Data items
>>>>

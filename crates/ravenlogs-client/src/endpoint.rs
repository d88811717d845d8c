use reqwest::Url;

use ravenlogs_types::{Error, LogFilter, Result};

const CONFIGURE_PATH: &str = "/admin/logs/configure";
const EVENTS_PATH: &str = "/admin/logs/events";

/// Suffix asking the server to leave stack traces out of watched records
const NO_WATCH_STACK: &str = "no-watch-stack";

/// Watch registration endpoint:
/// `{server}/admin/logs/configure?watch-category={category}:{level}:no-watch-stack&id={id}`
pub fn configure_url(server_url: &str, watch: &LogFilter, session_id: &str) -> Result<Url> {
    let base = server_url.trim_end_matches('/');
    let mut url = Url::parse(&format!("{base}{CONFIGURE_PATH}"))
        .map_err(|e| Error::Network(format!("invalid server url {server_url}: {e}")))?;

    url.query_pairs_mut()
        .append_pair(
            "watch-category",
            &format!("{}:{NO_WATCH_STACK}", watch.watch_category()),
        )
        .append_pair("id", session_id);

    Ok(url)
}

/// Event stream endpoint: `ws://host:port/admin/logs/events?id={id}`, or
/// `wss://` when the server is reached over https
pub fn events_url(server_url: &str, session_id: &str) -> Result<String> {
    let url = Url::parse(server_url)
        .map_err(|e| Error::WebSocket(format!("invalid server url {server_url}: {e}")))?;

    let scheme = match url.scheme() {
        "http" => "ws",
        "https" => "wss",
        other => return Err(Error::WebSocket(format!("unsupported scheme: {other}"))),
    };
    let host = url
        .host_str()
        .ok_or_else(|| Error::WebSocket(format!("server url has no host: {server_url}")))?;
    let port = url
        .port_or_known_default()
        .ok_or_else(|| Error::WebSocket(format!("server url has no port: {server_url}")))?;

    Ok(format!("{scheme}://{host}:{port}{EVENTS_PATH}?id={session_id}"))
}
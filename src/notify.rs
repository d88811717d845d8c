/// Sink for errors a person should see
pub trait Notifier: Send + Sync {
    fn notify_error(&self, message: &str);
}

/// Reports errors on stderr, keeping stdout for log output
pub struct StderrNotifier;

impl Notifier for StderrNotifier {
    fn notify_error(&self, message: &str) {
        tracing::error!(%message, "Reported error");
        eprintln!("Error: {message}");
    }
}
use std::pin::Pin;
use std::sync::Arc;
use std::task::{Context, Poll};

use futures::{SinkExt, Stream, StreamExt};
use parking_lot::Mutex;
use tokio::net::TcpStream;
use tokio::sync::{mpsc, watch};
use tokio_tungstenite::tungstenite::{Error as WsError, Message};
use tokio_tungstenite::{MaybeTlsStream, WebSocketStream};
use tokio_util::sync::CancellationToken;
use tracing::{debug, info, warn};

use ravenlogs_types::{ConnectionState, Error, Frame, LogRecord, Result};

pub(crate) type Socket = WebSocketStream<MaybeTlsStream<TcpStream>>;

/// Handle to an open event stream
///
/// Yields decoded records in arrival order and ends once the connection is
/// closed, by either side. It cannot be restarted; call
/// [`crate::RemoteLogClient::connect`] again for a new stream.
pub struct LogStream {
    records: mpsc::UnboundedReceiver<LogRecord>,
    states: watch::Receiver<ConnectionState>,
    failure: Arc<Mutex<Option<String>>>,
}

impl LogStream {
    pub(crate) fn new(
        records: mpsc::UnboundedReceiver<LogRecord>,
        states: watch::Receiver<ConnectionState>,
        failure: Arc<Mutex<Option<String>>>,
    ) -> Self {
        Self {
            records,
            states,
            failure,
        }
    }

    /// Next record, or `None` once the stream has closed
    pub async fn next_record(&mut self) -> Option<LogRecord> {
        self.records.recv().await
    }

    /// Watch the connection lifecycle
    pub fn state_changes(&self) -> watch::Receiver<ConnectionState> {
        self.states.clone()
    }

    pub fn state(&self) -> ConnectionState {
        *self.states.borrow()
    }

    /// Transport error that ended the stream, if it did not close cleanly
    pub fn error(&self) -> Option<Error> {
        self.failure.lock().clone().map(Error::WebSocket)
    }
}

impl Stream for LogStream {
    type Item = LogRecord;

    fn poll_next(self: Pin<&mut Self>, cx: &mut Context<'_>) -> Poll<Option<LogRecord>> {
        self.get_mut().records.poll_recv(cx)
    }
}

/// Why the receive loop stopped
enum Exit {
    /// Disconnect requested, or nobody is listening any more
    Requested,
    /// Remote end closed the connection
    Remote,
    /// Transport error
    Failed,
}

/// Drive one connection until it closes: decode frames, forward records,
/// close the socket. The socket is owned here and dropped exactly once.
pub(crate) async fn receive_loop(
    socket: Socket,
    records: mpsc::UnboundedSender<LogRecord>,
    cancel: CancellationToken,
    state: Arc<watch::Sender<ConnectionState>>,
    failure: Arc<Mutex<Option<String>>>,
) -> Result<()> {
    let (mut sink, mut source) = socket.split();

    let exit = loop {
        tokio::select! {
            _ = cancel.cancelled() => break Exit::Requested,

            message = source.next() => {
                match message {
                    Some(Ok(Message::Text(text))) => {
                        if !dispatch(&text, &records) {
                            break Exit::Requested;
                        }
                    }
                    Some(Ok(Message::Binary(bytes))) => match String::from_utf8(bytes) {
                        Ok(text) => {
                            if !dispatch(&text, &records) {
                                break Exit::Requested;
                            }
                        }
                        Err(e) => debug!(error = %e, "Dropping non UTF-8 frame"),
                    },
                    Some(Ok(Message::Close(frame))) => {
                        debug!(?frame, "Server closed log stream");
                        break Exit::Remote;
                    }
                    // Ping/pong are answered by tungstenite itself
                    Some(Ok(_)) => {}
                    Some(Err(e)) => {
                        warn!(error = %e, "Log stream failed");
                        *failure.lock() = Some(e.to_string());
                        break Exit::Failed;
                    }
                    None => break Exit::Remote,
                }
            }
        }
    };

    let result = match exit {
        Exit::Requested => {
            state.send_replace(ConnectionState::Closing);
            close(&mut sink).await
        }
        Exit::Remote => {
            // Completes the close handshake; the peer may already be gone
            let _ = sink.close().await;
            Ok(())
        }
        Exit::Failed => Ok(()),
    };

    state.send_replace(ConnectionState::Disconnected);
    info!("Log stream disconnected");
    result
}

/// Decode one frame and forward it; returns false once the receiver is gone
fn dispatch(text: &str, records: &mpsc::UnboundedSender<LogRecord>) -> bool {
    match Frame::decode(text) {
        Ok(Frame::Heartbeat) => true,
        Ok(Frame::Record(record)) => records.send(record).is_ok(),
        Err(e) => {
            debug!(error = %e, "Dropping malformed frame");
            true
        }
    }
}

/// Send a close frame. A socket that is already closed is not an error.
async fn close<S>(sink: &mut S) -> Result<()>
where
    S: futures::Sink<Message, Error = WsError> + Unpin,
{
    match sink.close().await {
        Ok(()) | Err(WsError::ConnectionClosed) | Err(WsError::AlreadyClosed) => Ok(()),
        Err(e) => {
            warn!(error = %e, "Failed to close log stream");
            Err(Error::WebSocket(e.to_string()))
        }
    }
}

#[cfg(test)]
mod tests {
    use super::*;
    use ravenlogs_types::LogLevel;

    #[test]
    fn test_dispatch_skips_heartbeat() {
        let (tx, mut rx) = mpsc::unbounded_channel();
        assert!(dispatch(r#"{"Type":"Heartbeat"}"#, &tx));
        assert!(rx.try_recv().is_err());
    }

    #[test]
    fn test_dispatch_forwards_record() {
        let (tx, mut rx) = mpsc::unbounded_channel();
        assert!(dispatch(
            r#"{"Level":"Warn","LoggerName":"Raven.Server","Message":"slow"}"#,
            &tx
        ));
        let record = rx.try_recv().unwrap();
        assert_eq!(record.level, LogLevel::Warn);
        assert_eq!(record.message, "slow");
    }

    #[test]
    fn test_dispatch_drops_malformed() {
        let (tx, mut rx) = mpsc::unbounded_channel();
        assert!(dispatch("{\"Level\":", &tx));
        assert!(dispatch(r#"{"Message":"no level"}"#, &tx));
        assert!(rx.try_recv().is_err());
    }

    #[test]
    fn test_dispatch_reports_closed_receiver() {
        let (tx, rx) = mpsc::unbounded_channel();
        drop(rx);
        assert!(!dispatch(r#"{"Level":"Info","LoggerName":"Raven.Server"}"#, &tx));
        assert!(dispatch(r#"{"Type":"Heartbeat"}"#, &tx));
    }
}
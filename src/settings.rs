//! Persisted key/value settings
//!
//! Remembers the last server url and filter between runs in a flat TOML
//! table.

use std::collections::BTreeMap;
use std::fs;
use std::io;
use std::path::{Path, PathBuf};

use anyhow::{Context, Result};
use serde::{Deserialize, Serialize};

pub const SERVER_URL: &str = "server_url";
pub const CATEGORY: &str = "category";
pub const LEVEL: &str = "level";

/// Key/value settings storage
pub trait SettingsStore {
    fn get(&self, key: &str) -> Option<String>;

    /// Store a value, persisting it immediately
    fn set(&mut self, key: &str, value: &str) -> Result<()>;
}

#[derive(Debug, Default, Serialize, Deserialize)]
#[serde(transparent)]
struct SettingsFile {
    values: BTreeMap<String, String>,
}

/// Settings kept in a TOML file
#[derive(Debug)]
pub struct TomlSettings {
    path: PathBuf,
    file: SettingsFile,
}

impl TomlSettings {
    /// Load settings from `path`; a missing file yields empty settings
    pub fn load(path: impl Into<PathBuf>) -> Result<Self> {
        let path = path.into();
        let file = match fs::read_to_string(&path) {
            Ok(content) => toml::from_str(&content)
                .with_context(|| format!("Invalid settings file {}", path.display()))?,
            Err(e) if e.kind() == io::ErrorKind::NotFound => SettingsFile::default(),
            Err(e) => {
                return Err(e).with_context(|| format!("Failed to read {}", path.display()));
            }
        };
        Ok(Self { path, file })
    }

    pub fn path(&self) -> &Path {
        &self.path
    }

    fn save(&self) -> Result<()> {
        if let Some(parent) = self.path.parent().filter(|p| !p.as_os_str().is_empty()) {
            fs::create_dir_all(parent)
                .with_context(|| format!("Failed to create {}", parent.display()))?;
        }
        let content = toml::to_string_pretty(&self.file).context("Failed to encode settings")?;
        fs::write(&self.path, content)
            .with_context(|| format!("Failed to write {}", self.path.display()))
    }
}

impl SettingsStore for TomlSettings {
    fn get(&self, key: &str) -> Option<String> {
        self.file.values.get(key).cloned()
    }

    fn set(&mut self, key: &str, value: &str) -> Result<()> {
        self.file.values.insert(key.to_string(), value.to_string());
        self.save()
    }
}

<<<<

## Task directions
Nothing but the lines from the one with "#[derive(Debug)]" through the final line of the data belongs in the answer, and they must match exactly.

## Task result
#[derive(Debug)]
pub struct TomlSettings {
    path: PathBuf,
    file: SettingsFile,
}

impl TomlSettings {
    /// Load settings from `path`; a missing file yields empty settings
    pub fn load(path: impl Into<PathBuf>) -> Result<Self> {
        let path = path.into();
        let file = match fs::read_to_string(&path) {
            Ok(content) => toml::from_str(&content)
                .with_context(|| format!("Invalid settings file {}", path.display()))?,
            Err(e) if e.kind() == io::ErrorKind::NotFound => SettingsFile::default(),
            Err(e) => {
                return Err(e).with_context(|| format!("Failed to read {}", path.display()));
            }
        };
        Ok(Self { path, file })
    }

    pub fn path(&self) -> &Path {
        &self.path
    }

    fn save(&self) -> Result<()> {
        if let Some(parent) = self.path.parent().filter(|p| !p.as_os_str().is_empty()) {
            fs::create_dir_all(parent)
                .with_context(|| format!("Failed to create {}", parent.display()))?;
        }
        let content = toml::to_string_pretty(&self.file).context("Failed to encode settings")?;
        fs::write(&self.path, content)
            .with_context(|| format!("Failed to write {}", self.path.display()))
    }
}

impl SettingsStore for TomlSettings {
    fn get(&self, key: &str) -> Option<String> {
        self.file.values.get(key).cloned()
    }

    fn set(&mut self, key: &str, value: &str) -> Result<()> {
        self.file.values.insert(key.to_string(), value.to_string());
        self.save()
    }
}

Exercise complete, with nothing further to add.